> _WHAT TO DO_: Return each entry exactly, omitting nothing.

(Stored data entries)
>>

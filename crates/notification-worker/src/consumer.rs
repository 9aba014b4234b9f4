//! 订单事件消费者
//!
//! 启动时声明订单交换机（幂等）、声明自有持久化队列并按绑定模式绑定，
//! 随后在后台任务中逐条执行 接收 -> 解码 -> 处理 -> 确认|拒绝。
//! 无法解码为通用信封的消息不会交给处理器，直接拒绝。

use std::sync::Arc;

use order_shared::broker::{
    ConsumeSummary, ConsumerMessage, ExchangeKind, MessageBroker, RejectPolicy, consume,
};
use order_shared::config::MessagingConfig;
use order_shared::events::{OrderEventEnvelope, OrderEventType};
use tokio::task::JoinHandle;
use tracing::{error, info};

use crate::error::NotificationError;
use crate::handler::EventHandler;

/// 订单事件消费者
pub struct EventConsumer {
    broker: Arc<dyn MessageBroker>,
    exchange: String,
    queue: String,
    binding_patterns: Vec<String>,
    policy: RejectPolicy,
    handler: Arc<dyn EventHandler>,
}

impl EventConsumer {
    pub fn new(
        broker: Arc<dyn MessageBroker>,
        config: &MessagingConfig,
        handler: Arc<dyn EventHandler>,
    ) -> Self {
        Self {
            broker,
            exchange: config.exchange.clone(),
            queue: config.consumer_queue.clone(),
            binding_patterns: config.binding_patterns.clone(),
            policy: RejectPolicy::from_requeue_flag(config.requeue_on_failure),
            handler,
        }
    }

    pub fn queue(&self) -> &str {
        &self.queue
    }

    /// 声明交换机与队列并建立绑定
    pub async fn setup_topology(&self) -> Result<(), NotificationError> {
        self.broker
            .declare_exchange(&self.exchange, ExchangeKind::Topic)
            .await?;
        self.broker.declare_queue(&self.queue).await?;
        for pattern in &self.binding_patterns {
            self.broker
                .bind_queue(&self.queue, &self.exchange, pattern)
                .await?;
        }

        info!(
            exchange = %self.exchange,
            queue = %self.queue,
            patterns = ?self.binding_patterns,
            "消费拓扑已就绪"
        );
        Ok(())
    }

    /// 建立拓扑并启动后台消费循环
    ///
    /// 循环在代理连接关闭后结束，返回的 JoinHandle 产出消费统计。
    pub async fn start(&self) -> Result<JoinHandle<ConsumeSummary>, NotificationError> {
        self.setup_topology().await?;

        let handler = Arc::clone(&self.handler);
        let handle = consume(self.broker.as_ref(), &self.queue, self.policy, move |msg| {
            let handler = Arc::clone(&handler);
            async move { handle_message(handler.as_ref(), &msg).await }
        })
        .await?;

        info!(queue = %self.queue, policy = ?self.policy, "订单事件消费者已启动");
        Ok(handle)
    }
}

/// 处理单条消息
///
/// 拆分为独立函数，便于测试中直接调用而无需启动消费循环。
pub async fn handle_message(
    handler: &dyn EventHandler,
    msg: &ConsumerMessage,
) -> Result<(), NotificationError> {
    let envelope: OrderEventEnvelope = msg.deserialize_payload().map_err(|e| {
        error!(
            routing_key = %msg.routing_key,
            delivery_tag = msg.delivery_tag,
            payload = msg.payload_str().unwrap_or("<non-utf8>"),
            error = %e,
            "订单事件解码失败"
        );
        NotificationError::Deserialization {
            routing_key: msg.routing_key.clone(),
            reason: e.to_string(),
        }
    })?;

    let event_type = OrderEventType::from_routing_key(&msg.routing_key);
    handler.handle(event_type, &msg.routing_key, &envelope).await
}
//! 日志初始化模块
//!
//! 基于 tracing-subscriber 输出结构化日志，支持文本与 JSON 两种格式，
//! 日志级别优先读取 `RUST_LOG`，否则使用配置中的 `log_level`。

use anyhow::Result;
use tracing_subscriber::{
    EnvFilter, Layer,
    fmt::{self, format::FmtSpan},
    layer::SubscriberExt,
    util::SubscriberInitExt,
};

use super::ObservabilityConfig;

/// 构建环境过滤器
pub fn env_filter(config: &ObservabilityConfig) -> EnvFilter {
    EnvFilter::try_from_default_env()
        .or_else(|_| EnvFilter::try_new(&config.log_level))
        .unwrap_or_else(|_| EnvFilter::new("info"))
}

/// 初始化全局 tracing subscriber
///
/// 重复初始化返回错误，测试中应使用 [`init_for_tests`]。
pub fn init(config: &ObservabilityConfig) -> Result<()> {
    let fmt_layer = if config.json_logs {
        fmt::layer()
            .json()
            .with_span_events(FmtSpan::CLOSE)
            .with_target(true)
            .with_thread_ids(true)
            .boxed()
    } else {
        fmt::layer()
            .with_target(true)
            .with_thread_ids(false)
            .with_ansi(true)
            .boxed()
    };

    tracing_subscriber::registry()
        .with(env_filter(config))
        .with(fmt_layer)
        .try_init()?;

    Ok(())
}

/// 测试用日志初始化，可重复调用
pub fn init_for_tests() {
    let _ = tracing_subscriber::fmt()
        .with_env_filter(EnvFilter::new("debug"))
        .with_test_writer()
        .try_init();
}

#[cfg(test)]
mod tests {
    use super::*;

    #[test]
    fn test_init_for_tests_is_repeatable() {
        init_for_tests();
        init_for_tests();
    }

    #[test]
    fn test_invalid_level_falls_back() {
        let config = ObservabilityConfig {
            log_level: "not a [valid directive".to_string(),
            ..Default::default()
        };
        // 非法指令不应 panic
        let _ = env_filter(&config);
    }
}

<<

> _TASK SOLUTION_:
filename crates/notification-worker/src/consumer.rs
repository 9aba014b4234b9f4
//! 订单事件消费者
//!
//! 启动时声明订单交换机（幂等）、声明自有持久化队列并按绑定模式绑定，
//! 随后在后台任务中逐条执行 接收 -> 解码 -> 处理 -> 确认|拒绝。
//! 无法解码为通用信封的消息不会交给处理器，直接拒绝。

use std::sync::Arc;

use order_shared::broker::{
    ConsumeSummary, ConsumerMessage, ExchangeKind, MessageBroker, RejectPolicy, consume,
};
use order_shared::config::MessagingConfig;
use order_shared::events::{OrderEventEnvelope, OrderEventType};
use tokio::task::JoinHandle;
use tracing::{error, info};

use crate::error::NotificationError;
use crate::handler::EventHandler;

/// 订单事件消费者
pub struct EventConsumer {
    broker: Arc<dyn MessageBroker>,
    exchange: String,
    queue: String,
    binding_patterns: Vec<String>,
    policy: RejectPolicy,
    handler: Arc<dyn EventHandler>,
}

impl EventConsumer {
    pub fn new(
        broker: Arc<dyn MessageBroker>,
        config: &MessagingConfig,
        handler: Arc<dyn EventHandler>,
    ) -> Self {
        Self {
            broker,
            exchange: config.exchange.clone(),
            queue: config.consumer_queue.clone(),
            binding_patterns: config.binding_patterns.clone(),
            policy: RejectPolicy::from_requeue_flag(config.requeue_on_failure),
            handler,
        }
    }

    pub fn queue(&self) -> &str {
        &self.queue
    }

    /// 声明交换机与队列并建立绑定
    pub async fn setup_topology(&self) -> Result<(), NotificationError> {
        self.broker
            .declare_exchange(&self.exchange, ExchangeKind::Topic)
            .await?;
        self.broker.declare_queue(&self.queue).await?;
        for pattern in &self.binding_patterns {
            self.broker
                .bind_queue(&self.queue, &self.exchange, pattern)
                .await?;
        }

        info!(
            exchange = %self.exchange,
            queue = %self.queue,
            patterns = ?self.binding_patterns,
            "消费拓扑已就绪"
        );
        Ok(())
    }

    /// 建立拓扑并启动后台消费循环
    ///
    /// 循环在代理连接关闭后结束，返回的 JoinHandle 产出消费统计。
    pub async fn start(&self) -> Result<JoinHandle<ConsumeSummary>, NotificationError> {
        self.setup_topology().await?;

        let handler = Arc::clone(&self.handler);
        let handle = consume(self.broker.as_ref(), &self.queue, self.policy, move |msg| {
            let handler = Arc::clone(&handler);
            async move { handle_message(handler.as_ref(), &msg).await }
        })
        .await?;

        info!(queue = %self.queue, policy = ?self.policy, "订单事件消费者已启动");
        Ok(handle)
    }
}

/// 处理单条消息
///
/// 拆分为独立函数，便于测试中直接调用而无需启动消费循环。
pub async fn handle_message(
    handler: &dyn EventHandler,
    msg: &ConsumerMessage,
) -> Result<(), NotificationError> {
    let envelope: OrderEventEnvelope = msg.deserialize_payload().map_err(|e| {
        error!(
            routing_key = %msg.routing_key,
            delivery_tag = msg.delivery_tag,
            payload = msg.payload_str().unwrap_or("<non-utf8>"),
            error = %e,
            "订单事件解码失败"
        );
        NotificationError::Deserialization {
            routing_key: msg.routing_key.clone(),
            reason: e.to_string(),
        }
    })?;

    let event_type = OrderEventType::from_routing_key(&msg.routing_key);
    handler.handle(event_type, &msg.routing_key, &envelope).await
}
//! 日志初始化模块
//!
//! 基于 tracing-subscriber 输出结构化日志，支持文本与 JSON 两种格式，
//! 日志级别优先读取 `RUST_LOG`，否则使用配置中的 `log_level`。

use anyhow::Result;
use tracing_subscriber::{
    EnvFilter, Layer,
    fmt::{self, format::FmtSpan},
    layer::SubscriberExt,
    util::SubscriberInitExt,
};

use super::ObservabilityConfig;

/// 构建环境过滤器
pub fn env_filter(config: &ObservabilityConfig) -> EnvFilter {
    EnvFilter::try_from_default_env()
        .or_else(|_| EnvFilter::try_new(&config.log_level))
        .unwrap_or_else(|_| EnvFilter::new("info"))
}

/// 初始化全局 tracing subscriber
///
/// 重复初始化返回错误，测试中应使用 [`init_for_tests`]。
pub fn init(config: &ObservabilityConfig) -> Result<()> {
    let fmt_layer = if config.json_logs {
        fmt::layer()
            .json()
            .with_span_events(FmtSpan::CLOSE)
            .with_target(true)
            .with_thread_ids(true)
            .boxed()
    } else {
        fmt::layer()
            .with_target(true)
            .with_thread_ids(false)
            .with_ansi(true)
            .boxed()
    };

    tracing_subscriber::registry()
        .with(env_filter(config))
        .with(fmt_layer)
        .try_init()?;

    Ok(())
}

/// 测试用日志初始化，可重复调用
pub fn init_for_tests() {
    let _ = tracing_subscriber::fmt()
        .with_env_filter(EnvFilter::new("debug"))
        .with_test_writer()
        .try_init();
}

#[cfg(test)]
mod tests {
    use super::*;

    #[test]
    fn test_init_for_tests_is_repeatable() {
        init_for_tests();
        init_for_tests();
    }

    #[test]
    fn test_invalid_level_falls_back() {
        let config = ObservabilityConfig {
            log_level: "not a [valid directive".to_string(),
            ..Default::default()
        };
        // 非法指令不应 panic
        let _ = env_filter(&config);
    }
}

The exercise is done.